While you can cite the the definition of mail fraud and wire fraud, the problem is proving such in court will be quite difficult, just playing devil's advocate here.

I believe I have read the Amway magazine once or twice, and I found it to be mostly cheerleading articles, "news" about accomplishments of uplines, some "tips", announcement of new products and and corporate developments, and so on. Most corporate mags are that way.

The problem here is linking these individual articles and the OVERALL FRAUDULENT NATURE OF MLM.

Every one of those individual articles are likely true, to the extent that they contains fact and no obvious misleading statements.

It is the INHERENT NATURE of MLM that makes it fraudulent. Thus, claiming the PERIPHERAL ACTIVITIES, such as announcing "XXX has achieved rank of YYY" or "Product ZZZ is now available..." constitutes "mail fraud" or "wire fraud" would be a hard sell in court, because to do so, you're getting into a pit called 'free speech', esp. on something that had NOT been declared illegal YET.

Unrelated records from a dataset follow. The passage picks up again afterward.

//! Live adapters for real external interactions.

pub mod http;

pub use http::LiveHttpTransport;
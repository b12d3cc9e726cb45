//! Immutable run configuration.
//!
//! Built once from the command line / environment in [`crate::cli`] and
//! passed by reference to every component that needs it.

use crate::policy::PolicyMode;

/// Default Asana REST root.
pub const ASANA_API_ROOT: &str = "https://app.asana.com/api/1.0/";
/// Default GitHub REST root.
pub const GITHUB_API_ROOT: &str = "https://api.github.com/";
/// Name of the Asana custom field that holds the issue URL.
pub const GITHUB_ISSUE_FIELD_NAME: &str = "Github Issue";

/// Asana connection settings.
#[derive(Debug, Clone, PartialEq, Eq)]
pub struct AsanaConfig {
    /// API root, always ending in `/`.
    pub api_root: String,
    /// Personal access token.
    pub token: String,
    /// Project gid new tasks are added to.
    pub project: String,
    /// Pre-supplied gid of the issue URL custom field; skips the lookup.
    pub issue_field_gid: Option<String>,
    /// Custom field name matched case-insensitively during the lookup.
    pub issue_field_name: String,
}

impl AsanaConfig {
    /// Settings against the public Asana API.
    #[must_use]
    pub fn new(token: impl Into<String>, project: impl Into<String>) -> Self {
        Self {
            api_root: ASANA_API_ROOT.to_string(),
            token: token.into(),
            project: project.into(),
            issue_field_gid: None,
            issue_field_name: GITHUB_ISSUE_FIELD_NAME.to_string(),
        }
    }
}

/// GitHub connection settings.
#[derive(Debug, Clone, PartialEq, Eq)]
pub struct GithubConfig {
    /// API root, always ending in `/`.
    pub api_root: String,
    /// Token for directory lookups and commenting. Commenting is skipped
    /// without one.
    pub token: Option<String>,
}

impl GithubConfig {
    /// Settings against the public GitHub API.
    #[must_use]
    pub fn new(token: Option<String>) -> Self {
        Self { api_root: GITHUB_API_ROOT.to_string(), token }
    }
}

/// Everything a mirror run needs besides the event itself.
#[derive(Debug, Clone, PartialEq, Eq)]
pub struct MirrorConfig {
    /// Asana settings.
    pub asana: AsanaConfig,
    /// GitHub settings.
    pub github: GithubConfig,
    /// Who may trigger a mirror.
    pub policy: PolicyMode,
}

/// Ensures `root` ends with exactly one `/`.
#[must_use]
pub fn normalize_api_root(root: &str) -> String {
    format!("{}/", root.trim_end_matches('/'))
}

/// Treats empty and whitespace-only settings as unset.
#[must_use]
pub fn non_empty(value: Option<&str>) -> Option<String> {
    value.map(str::trim).filter(|v| !v.is_empty()).map(str::to_string)
}
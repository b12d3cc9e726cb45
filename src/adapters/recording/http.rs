//! Recording adapter for the `HttpTransport` port.

use std::sync::{Arc, Mutex};

use super::record_result;
use crate::cassette::recorder::CassetteRecorder;
use crate::ports::http::{HttpRequest, HttpResponse, HttpTransport};

/// Header values that must never reach a cassette file.
const REDACTED_HEADERS: &[&str] = &["authorization"];

/// Records each request and its result while delegating to `inner`.
pub struct RecordingHttpTransport {
    inner: Box<dyn HttpTransport>,
    recorder: Arc<Mutex<CassetteRecorder>>,
}

impl RecordingHttpTransport {
    /// Wraps `inner`, appending every call to `recorder`.
    pub fn new(inner: Box<dyn HttpTransport>, recorder: Arc<Mutex<CassetteRecorder>>) -> Self {
        Self { inner, recorder }
    }
}

/// Copy of `request` with credential headers replaced.
fn redacted(request: &HttpRequest) -> HttpRequest {
    let mut copy = request.clone();
    for (name, value) in &mut copy.headers {
        if REDACTED_HEADERS.iter().any(|h| name.eq_ignore_ascii_case(h)) {
            *value = "<redacted>".to_string();
        }
    }
    copy
}

impl HttpTransport for RecordingHttpTransport {
    fn send(
        &self,
        request: &HttpRequest,
    ) -> Result<HttpResponse, Box<dyn std::error::Error + Send + Sync>> {
        let result = self.inner.send(request);
        record_result(&self.recorder, "http", "send", &redacted(request), &result);
        result
    }
}
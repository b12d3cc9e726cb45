//! Error types shared across the crate.

use std::path::PathBuf;

use thiserror::Error;

/// A membership-directory lookup that did not succeed.
///
/// Access decisions cannot be made without the directory, so this error is
/// fatal: it is carried up to the process boundary, which exits non-zero.
#[derive(Debug, Error)]
pub enum LookupError {
    /// The directory answered with a non-success status.
    #[error("{context}: {url} returned {status}: {body}")]
    Status {
        /// What was being looked up.
        context: String,
        /// The URL that was requested.
        url: String,
        /// HTTP status received.
        status: u16,
        /// Raw response body.
        body: String,
    },
    /// No credentials were configured, so the directory was not asked.
    #[error("{context}: no REPO_TOKEN configured for {url}")]
    MissingToken {
        /// What was being looked up.
        context: String,
        /// The URL that would have been requested.
        url: String,
    },
    /// No response was received.
    #[error("{context}: request to {url} failed: {message}")]
    Transport {
        /// What was being looked up.
        context: String,
        /// The URL that was requested.
        url: String,
        /// Transport error text.
        message: String,
    },
    /// The response could not be decoded.
    #[error("{context}: unexpected response from {url}: {message}")]
    Decode {
        /// What was being looked up.
        context: String,
        /// The URL that was requested.
        url: String,
        /// Decoder error text.
        message: String,
    },
}

/// Top-level error returned from [`crate::run`].
#[derive(Debug, Error)]
pub enum Error {
    /// Invalid command-line arguments or missing configuration.
    #[error("{0}")]
    Usage(String),
    /// Fatal directory lookup failure during access evaluation.
    #[error(transparent)]
    Lookup(#[from] LookupError),
    /// The HTTP transport could not be constructed.
    #[error("HTTP transport unavailable: {0}")]
    Transport(String),
    /// A cassette could not be read, parsed or written.
    #[error("cassette {}: {message}", path.display())]
    Cassette {
        /// Cassette file path.
        path: PathBuf,
        /// What went wrong.
        message: String,
    },
    /// A local file could not be read.
    #[error("failed to read {}: {source}", path.display())]
    Io {
        /// The file path.
        path: PathBuf,
        /// Underlying I/O error.
        #[source]
        source: std::io::Error,
    },
}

I believe I understand your viewpoint: ANY attempt to "promote" a fraudulent activity *should* be considered fraud (wire and mail), but when you throw in "free speech" in the mix the water gets VERY muddy indeed, esp. when the stuff presented are factually true, AND the company itself had not been convicted of fraud yet.

Thus lies the difficulty.

That privately sued RICO case has yet to be resolved, AFAIK.